### [ACTIVITY]
Your answer should be every line from the records that contains "Unknown".
____
//! @acp:module "Recommendation Types"
//! @acp:summary "Recommendation records and the dependency facts derived from them"
//! @acp:domain roadmap
//! @acp:layer model
//!
//! Recommendations arrive from an upstream generator. Every collection and
//! label is optional on the wire and defaults to empty, so loosely formed
//! input still deserializes.

use serde::{Deserialize, Deserializer, Serialize};

/// @acp:summary "Kind of modernization action"
#[derive(Debug, Clone, Copy, PartialEq, Eq, Hash, Serialize, Deserialize)]
#[serde(rename_all = "lowercase")]
pub enum RecommendationType {
    /// Library/package version update
    Dependency,
    /// Framework upgrade (e.g. a UI framework major version)
    Framework,
    /// Code pattern modernization
    Pattern,
}

impl RecommendationType {
    pub fn as_str(&self) -> &'static str {
        match self {
            RecommendationType::Dependency => "dependency",
            RecommendationType::Framework => "framework",
            RecommendationType::Pattern => "pattern",
        }
    }

    /// Ordering used inside a phase: frameworks first, then dependencies, then patterns
    pub fn precedence(&self) -> u8 {
        match self {
            RecommendationType::Framework => 0,
            RecommendationType::Dependency => 1,
            RecommendationType::Pattern => 2,
        }
    }
}

impl std::str::FromStr for RecommendationType {
    type Err = String;

    fn from_str(s: &str) -> std::result::Result<Self, Self::Err> {
        match s.to_lowercase().as_str() {
            "dependency" => Ok(RecommendationType::Dependency),
            "framework" => Ok(RecommendationType::Framework),
            "pattern" => Ok(RecommendationType::Pattern),
            _ => Err(format!("Unknown recommendation type: {}", s)),
        }
    }
}

impl std::fmt::Display for RecommendationType {
    fn fmt(&self, f: &mut std::fmt::Formatter<'_>) -> std::fmt::Result {
        write!(f, "{}", self.as_str())
    }
}

/// @acp:summary "Effort required to carry out a recommendation"
#[derive(Debug, Clone, Copy, PartialEq, Eq, Hash, Serialize, Deserialize, Default)]
#[serde(rename_all = "lowercase")]
pub enum Effort {
    Low,
    #[default]
    Medium,
    High,
}

impl Effort {
    pub fn as_str(&self) -> &'static str {
        match self {
            Effort::Low => "low",
            Effort::Medium => "medium",
            Effort::High => "high",
        }
    }
}

impl std::str::FromStr for Effort {
    type Err = String;

    fn from_str(s: &str) -> std::result::Result<Self, Self::Err> {
        match s.to_lowercase().as_str() {
            "low" => Ok(Effort::Low),
            "medium" => Ok(Effort::Medium),
            "high" => Ok(Effort::High),
            _ => Err(format!("Unknown effort: {}", s)),
        }
    }
}

impl std::fmt::Display for Effort {
    fn fmt(&self, f: &mut std::fmt::Formatter<'_>) -> std::fmt::Result {
        write!(f, "{}", self.as_str())
    }
}

/// @acp:summary "Computed priority class of a recommendation"
#[derive(Debug, Clone, Copy, PartialEq, Eq, Hash, Serialize, Deserialize, Default)]
#[serde(rename_all = "lowercase")]
pub enum Priority {
    Critical,
    High,
    #[default]
    Medium,
    Low,
}

impl Priority {
    pub fn as_str(&self) -> &'static str {
        match self {
            Priority::Critical => "critical",
            Priority::High => "high",
            Priority::Medium => "medium",
            Priority::Low => "low",
        }
    }

    /// Ascending rank, `critical` = 0
    pub fn rank(&self) -> u8 {
        match self {
            Priority::Critical => 0,
            Priority::High => 1,
            Priority::Medium => 2,
            Priority::Low => 3,
        }
    }

    /// True for `critical` and `high`
    pub fn is_urgent(&self) -> bool {
        matches!(self, Priority::Critical | Priority::High)
    }
}

impl std::str::FromStr for Priority {
    type Err = String;

    fn from_str(s: &str) -> std::result::Result<Self, Self::Err> {
        match s.to_lowercase().as_str() {
            "critical" => Ok(Priority::Critical),
            "high" => Ok(Priority::High),
            "medium" => Ok(Priority::Medium),
            "low" => Ok(Priority::Low),
            _ => Err(format!("Unknown priority: {}", s)),
        }
    }
}

impl std::fmt::Display for Priority {
    fn fmt(&self, f: &mut std::fmt::Formatter<'_>) -> std::fmt::Result {
        write!(f, "{}", self.as_str())
    }
}

/// Treat an explicit `null` like an absent field
fn null_as_default<'de, D, T>(deserializer: D) -> std::result::Result<T, D::Error>
where
    D: Deserializer<'de>,
    T: Default + Deserialize<'de>,
{
    Ok(Option::<T>::deserialize(deserializer)?.unwrap_or_default())
}

/// @acp:summary "A proposed modernization action"
/// @acp:lock normal
///
/// `priority` is derived from the content fields by
/// [`crate::scoring::calculate_priority`]; a value supplied on input is
/// ignored by the roadmap pipeline.
#[derive(Debug, Clone, PartialEq, Serialize, Deserialize)]
#[serde(rename_all = "camelCase")]
pub struct Recommendation {
    pub id: String,

    #[serde(rename = "type")]
    pub kind: RecommendationType,

    #[serde(default, deserialize_with = "null_as_default")]
    pub title: String,

    #[serde(default, deserialize_with = "null_as_default")]
    pub description: String,

    /// Current state label, e.g. `react@16.14.0`
    #[serde(default, deserialize_with = "null_as_default")]
    pub current_state: String,

    /// Suggested state label, e.g. `react@18.2.0`
    #[serde(default, deserialize_with = "null_as_default")]
    pub suggested_state: String,

    #[serde(default, deserialize_with = "null_as_default")]
    pub benefits: Vec<String>,

    #[serde(default, deserialize_with = "null_as_default")]
    pub effort: Effort,

    #[serde(default, deserialize_with = "null_as_default")]
    pub priority: Priority,

    #[serde(default, deserialize_with = "null_as_default")]
    pub migration_steps: Vec<String>,

    #[serde(default, deserialize_with = "null_as_default")]
    pub resources: Vec<String>,

    #[serde(default, deserialize_with = "null_as_default")]
    pub automated_tools: Vec<String>,
}

impl Recommendation {
    /// @acp:summary "Create a recommendation with empty content fields"
    pub fn new(id: impl Into<String>, kind: RecommendationType, title: impl Into<String>) -> Self {
        Self {
            id: id.into(),
            kind,
            title: title.into(),
            description: String::new(),
            current_state: String::new(),
            suggested_state: String::new(),
            benefits: Vec::new(),
            effort: Effort::default(),
            priority: Priority::default(),
            migration_steps: Vec::new(),
            resources: Vec::new(),
            automated_tools: Vec::new(),
        }
    }

    pub fn with_description(mut self, description: impl Into<String>) -> Self {
        self.description = description.into();
        self
    }

    pub fn with_states(mut self, current: impl Into<String>, suggested: impl Into<String>) -> Self {
        self.current_state = current.into();
        self.suggested_state = suggested.into();
        self
    }

    pub fn with_benefits<I, S>(mut self, benefits: I) -> Self
    where
        I: IntoIterator<Item = S>,
        S: Into<String>,
    {
        self.benefits = benefits.into_iter().map(Into::into).collect();
        self
    }

    pub fn with_effort(mut self, effort: Effort) -> Self {
        self.effort = effort;
        self
    }

    pub fn with_priority(mut self, priority: Priority) -> Self {
        self.priority = priority;
        self
    }

    pub fn with_migration_steps<I, S>(mut self, steps: I) -> Self
    where
        I: IntoIterator<Item = S>,
        S: Into<String>,
    {
        self.migration_steps = steps.into_iter().map(Into::into).collect();
        self
    }

    /// True if any benefit mentions security or a vulnerability
    pub fn has_security_benefit(&self) -> bool {
        self.benefits.iter().any(|b| {
            let lower = b.to_lowercase();
            lower.contains("security") || lower.contains("vulnerability")
        })
    }
}

/// @acp:summary "Derived fact: one recommendation depends on others"
///
/// Recomputed on every roadmap generation and never persisted.
#[derive(Debug, Clone, PartialEq, Eq, Serialize, Deserialize)]
#[serde(rename_all = "camelCase")]
pub struct Dependency {
    pub recommendation_id: String,
    pub depends_on: Vec<String>,
    /// Reasons from every triggered rule, joined with `; `
    pub reason: String,
}

impl Dependency {
    pub fn new(recommendation_id: impl Into<String>, depends_on: Vec<String>, reason: impl Into<String>) -> Self {
        Self {
            recommendation_id: recommendation_id.into(),
            depends_on,
            reason: reason.into(),
        }
    }
}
____
### [PROBLEM SOLUTION]
            _ => Err(format!("Unknown recommendation type: {}", s)),
            _ => Err(format!("Unknown effort: {}", s)),
            _ => Err(format!("Unknown priority: {}", s)),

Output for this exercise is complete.